Some of us might be skeptical of this process. For sure, there is little or no chance Major will recommend a wage cut. The whole idea is to figure out some justification to squeeze a few more dollars out of the ever pliant taxpayers. A wage cut? Nonsense on that!
But one has to be curious. How exactly does one decide what an MLA, or for that matter, what any politician, is worth?
The same question might apply to any large company, like Alberta Treasury Branches, or Husky Energy. Often, certain skills are needed in business. For a politician, the only skill set really required is the ability to get elected. Lest you scoff, let us say this is in fact an astonishing ability.
One can be very stupid, unable to even add two plus two, yet still able to convince people one is smart. One has to be able to tell lies in a way that few will question you.
And if questioned and caught out, one should be cuddly enough to still smile and shrug it off.
One must sound convincing. It helps to sound like they know all the answers, even when one can’t understand the questions. Being convincing not helps in telling lies, it also helps when using another persuasion. Being able to persuade people to let you spend millions of their money is a biggie.
And, when the dust settles and the smoke clears, and it looks like the emperor really does have no clothes, well, let bygones be bygones and let’s vote the clown in again. He needs the money, or our sympathy.
Or maybe, “Gee, it’s nice to have a (pick one: woman, ethnic, young person, senior, poor person, rich person, bowlegged, humpbacked, blind, deaf...etc, etc, etc,) in office.”
But, is this all getting elected stuff really worth anything in hard cash?
Politicians, for all their posturing, press releases and news clips, really don’t do much. It’s the deputy ministers and the career civil servants that swing the shovels and push the paper.
Case in point, our own premier, Alison Redford, has spent most of the past month babbling about the Keystone XL pipeline project, and about hammering people over two beers.
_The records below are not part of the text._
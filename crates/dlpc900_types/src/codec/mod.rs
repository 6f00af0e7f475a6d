//! Binary pattern codec: length varints, 24-plane combine/split, and the
//! ERLE/RLE run-length formats used to compress DMD pattern uploads.

mod decode;
mod erle;
mod error;
mod length;
mod planes;
mod rle;

pub use decode::decode;
pub use erle::{encode_erle, EncodedPattern};
pub use error::CodecError;
pub use length::{bytes_to_len_long, bytes_to_len_short, is_long_form, len_to_bytes, MAX_LENGTH};
pub use planes::{combine, split, BinaryPattern, CombinedFrame};
pub use rle::encode_rle;
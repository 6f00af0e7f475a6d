//! Internal crate for `dlpc900-rs`.
//!
//! This module is separated into its own crate to isolate the `hidapi`
//! dependency and the USB-HID transport from the pure data-model crate,
//! and should not be used directly.
//!
//! # Examples
//!
//! ```no_run
//! use dlpc900_internal::prelude::*;
//!
//! let api = hidapi::HidApi::new()?;
//! let transport = HidTransport::open_by_index(&api, DEFAULT_VENDOR_ID, DEFAULT_PRODUCT_ID, 0)?;
//! let profile = DeviceProfile::from_model(DmdModel::Dlp6500).expect("dlp6500 has a fixed resolution");
//! let mut controller = ControllerHandle::new(transport, profile);
//! controller.set_pattern_mode(PatternMode::PreStored)?;
//! # Ok::<(), dlpc900_internal::DmdError>(())
//! ```

pub mod controller;
pub mod error;
pub mod framer;
pub mod orchestrator;
pub mod preset;
pub mod settings;
pub mod transport;

/// `use dlpc900_internal::prelude::*;` to import commonly used items.
pub mod prelude;

pub use error::{DmdError, ValidationError};

// Re-export dlpc900_types for convenience.
pub use dlpc900_types;
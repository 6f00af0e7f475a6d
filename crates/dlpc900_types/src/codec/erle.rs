//! ERLE (enhanced run-length) encoder.
//!
//! Row-copy lengths use the full variable-length
//! [`super::length::len_to_bytes`] encoding (one or two bytes), so row
//! copies stay correct for widths below 128 too.

use super::error::CodecError;
use super::length::len_to_bytes;
use super::planes::CombinedFrame;

/// An ERLE- or RLE-encoded byte stream, always ending in its format's
/// terminator.
#[derive(Debug, Clone, PartialEq, Eq)]
pub struct EncodedPattern(Vec<u8>);

impl EncodedPattern {
	/// Borrows the encoded bytes.
	pub fn as_bytes(&self) -> &[u8] {
		&self.0
	}

	/// Consumes `self`, returning the encoded bytes.
	pub fn into_bytes(self) -> Vec<u8> {
		self.0
	}

	pub(super) fn from_bytes(bytes: Vec<u8>) -> Self {
		Self(bytes)
	}
}

/// Finds `(start, length)` runs of equal RGB triples within one row.
fn runs(row: &[[u8; 3]]) -> Vec<(usize, usize)> {
	let mut out = Vec::new();
	let mut start = 0;
	for i in 1..row.len() {
		if row[i] != row[start] {
			out.push((start, i - start));
			start = i;
		}
	}
	out.push((start, row.len() - start));
	out
}

fn row_triples(frame: &CombinedFrame, row: usize) -> Vec<[u8; 3]> {
	let width = frame.width();
	(0..width)
		.map(|col| {
			let idx = row * width + col;
			[frame.red()[idx], frame.green()[idx], frame.blue()[idx]]
		})
		.collect()
}

/// Encodes a combined frame using ERLE.
///
/// # Errors
///
/// Returns [`CodecError::LengthOutOfRange`] if any run or the row width
/// exceeds the length codec's `0..=32767` range.
pub fn encode_erle(frame: &CombinedFrame) -> Result<EncodedPattern, CodecError> {
	let width = frame.width();
	let height = frame.height();
	let mut out = Vec::new();

	let mut prev_row: Option<Vec<[u8; 3]>> = None;
	for row_idx in 0..height {
		let row = row_triples(frame, row_idx);

		if prev_row.as_deref() == Some(row.as_slice()) {
			out.push(0x00);
			out.push(0x01);
			out.extend(len_to_bytes(width as u32)?);
		} else {
			for (start, len) in runs(&row) {
				out.extend(len_to_bytes(len as u32)?);
				out.extend_from_slice(&row[start]);
			}
		}

		prev_row = Some(row);
	}

	out.extend([0x00, 0x01, 0x00]);
	Ok(EncodedPattern::from_bytes(out))
}

#[cfg(test)]
mod tests {
	use super::*;
	use crate::codec::planes::CombinedFrame;

	fn frame_from_rows(width: usize, rows: &[Vec<[u8; 3]>]) -> CombinedFrame {
		let height = rows.len();
		let mut rgb = Vec::with_capacity(width * height * 3);
		for row in rows {
			for px in row {
				rgb.extend_from_slice(px);
			}
		}
		CombinedFrame::from_rgb_interleaved(width, height, &rgb).unwrap()
	}

	#[test]
	fn e1_single_row_two_runs() {
		// [0,0,0,0,1,1] promoted to RGB with R=G=0, B=pattern.
		let row: Vec<[u8; 3]> = vec![
			[0, 0, 0],
			[0, 0, 0],
			[0, 0, 0],
			[0, 0, 0],
			[0, 0, 1],
			[0, 0, 1],
		];
		let frame = frame_from_rows(6, &[row]);
		let encoded = encode_erle(&frame).unwrap();
		assert_eq!(
			encoded.as_bytes(),
			&[4, 0, 0, 0, 2, 0, 0, 1, 0x00, 0x01, 0x00]
		);
	}

	#[test]
	fn e2_row_copy_with_wide_width() {
		let row = vec![[0u8, 0, 0]; 200];
		let frame = frame_from_rows(200, &[row.clone(), row]);
		let encoded = encode_erle(&frame).unwrap();
		// first row: one run of length 200 (two-byte length)
		assert_eq!(&encoded.as_bytes()[0..5], &[0xC8, 0x01, 0, 0, 0]);
		// second row: row-copy of length 200
		assert_eq!(&encoded.as_bytes()[5..9], &[0x00, 0x01, 0xC8, 0x01]);
		assert_eq!(&encoded.as_bytes()[9..], &[0x00, 0x01, 0x00]);
	}
}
Redford can’t do anything about the pipeline but yak. Redford can do lots about getting drunks off the streets. For example, hiring more policemen to enforce laws we already have. Instead, her choice of action is surely one of the lamest ways of doing something imaginable.
Oh, sorry! We forgot! She also hired Major to investigate how much more money she should make for babbling.
We’re of the school that says take a fixed amount, plus some expenses. Say $75,000 for an MLA and perhaps $10,000 for a M.D. councillor, plus some expenses.
Now shut up, be happy and try actually doing the “public service” job you say you want to do.